- **YOUR ASSIGNMENT**:
Locate the word "impl" in the data below, then copy every line that holds it.

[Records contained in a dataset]
◇ ◇ ◇ ◇

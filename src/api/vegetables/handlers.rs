use crate::api::models::*;
use crate::bot::replies::recipe_image;
use crate::market::{self, VegetableListing};
use axum::{
    Json,
    extract::{Path, State},
    response::{IntoResponse, Response},
};
use tracing::info;

pub async fn list_vegetables_handler(
    State(state): State<AppState>,
) -> Result<Json<Vec<VegetableListing>>, AppError> {
    let vegetables = state.catalog.vegetables().await?;

    let mut rng = rand::thread_rng();
    let listings = vegetables
        .iter()
        .map(|v| {
            let image = state.links.vegetable_image(&v.name);
            market::listing(&mut rng, v, image, false)
        })
        .collect::<Vec<_>>();

    info!(count = listings.len(), "Listed vegetables");
    Ok(Json(listings))
}

pub async fn get_vegetable_handler(
    State(state): State<AppState>,
    Path(id): Path<i32>,
) -> Result<Json<VegetableListing>, AppError> {
    let vegetable = state
        .catalog
        .vegetable(id)
        .await?
        .ok_or_else(|| AppError::NotFound("找不到蔬菜".to_string()))?;

    let image = state.links.vegetable_image(&vegetable.name);
    let listing = market::listing(&mut rand::thread_rng(), &vegetable, image, true);
    Ok(Json(listing))
}

pub async fn list_recipes_handler(
    State(state): State<AppState>,
    Path(veg_id): Path<i32>,
) -> Result<Response, AppError> {
    let recipes = state.catalog.recipe_steps(veg_id).await?;
    info!(veg_id, found = recipes.len(), "Recipe lookup");

    if recipes.is_empty() {
        return Ok(Json(MessageResponse {
            message: "查無此蔬菜的食譜".to_string(),
        })
        .into_response());
    }

    let items: Vec<RecipeItem> = recipes
        .iter()
        .map(|r| RecipeItem {
            id: r.id,
            title: r.title.clone(),
            instructions: r.instructions(),
            image_url: recipe_image(&r.title),
        })
        .collect();

    Ok(Json(items).into_response())
}
use crate::bot::Bot;
use crate::bot::replies::Links;
use crate::catalog::{CatalogError, VegetableCatalog};
use crate::classifier::Classifier;
use crate::storage::ObjectStore;
use axum::{
    Json,
    http::StatusCode,
    response::{IntoResponse, Response},
};
use serde::{Deserialize, Serialize};
use std::sync::Arc;
use tracing::error;

/// Application state
#[derive(Clone)]
pub struct AppState {
    pub catalog: Arc<dyn VegetableCatalog>,
    pub store: Arc<dyn ObjectStore>,
    /// `None` when no model service is configured.
    pub classifier: Option<Arc<dyn Classifier>>,
    pub bot: Arc<Bot>,
    pub channel_secret: Arc<str>,
    pub links: Links,
}

/// Request to classify an uploaded photo
#[derive(Debug, Deserialize)]
pub struct PredictRequest {
    /// Base64 image; optional so a missing field gets our own message.
    #[serde(default)]
    pub image: Option<String>,
}

/// One recipe on the web frontend
#[derive(Debug, Serialize)]
#[serde(rename_all = "camelCase")]
pub struct RecipeItem {
    pub id: i32,
    pub title: String,
    pub instructions: String,
    pub image_url: String,
}

/// Body returned instead of a list when nothing was found
#[derive(Debug, Serialize)]
pub struct MessageResponse {
    pub message: String,
}

/// Health check response
#[derive(Debug, Serialize)]
pub struct HealthResponse {
    pub status: String,
    pub version: String,
    pub database: String,
}

/// Error response
#[derive(Debug, Serialize)]
pub struct ErrorResponse {
    pub error: String,
    pub message: String,
}

/// Application error type
#[derive(Debug)]
pub enum AppError {
    BadRequest(String),
    NotFound(String),
    Internal(String),
}

impl From<CatalogError> for AppError {
    fn from(e: CatalogError) -> Self {
        AppError::Internal(format!("Catalog query failed: {e}"))
    }
}

impl IntoResponse for AppError {
    fn into_response(self) -> Response {
        let (status, message) = match self {
            AppError::BadRequest(msg) => (StatusCode::BAD_REQUEST, msg),
            AppError::NotFound(msg) => (StatusCode::NOT_FOUND, msg),
            AppError::Internal(msg) => {
                error!(message = %msg, "Request failed");
                (StatusCode::INTERNAL_SERVER_ERROR, msg)
            }
        };

        (status, Json(ErrorResponse {
            error: status.to_string(),
            message,
        }))
        .into_response()
    }
}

◇ ◇ ◇ ◇

- **WORKED SOLUTION**:
impl From<CatalogError> for AppError {
impl IntoResponse for AppError {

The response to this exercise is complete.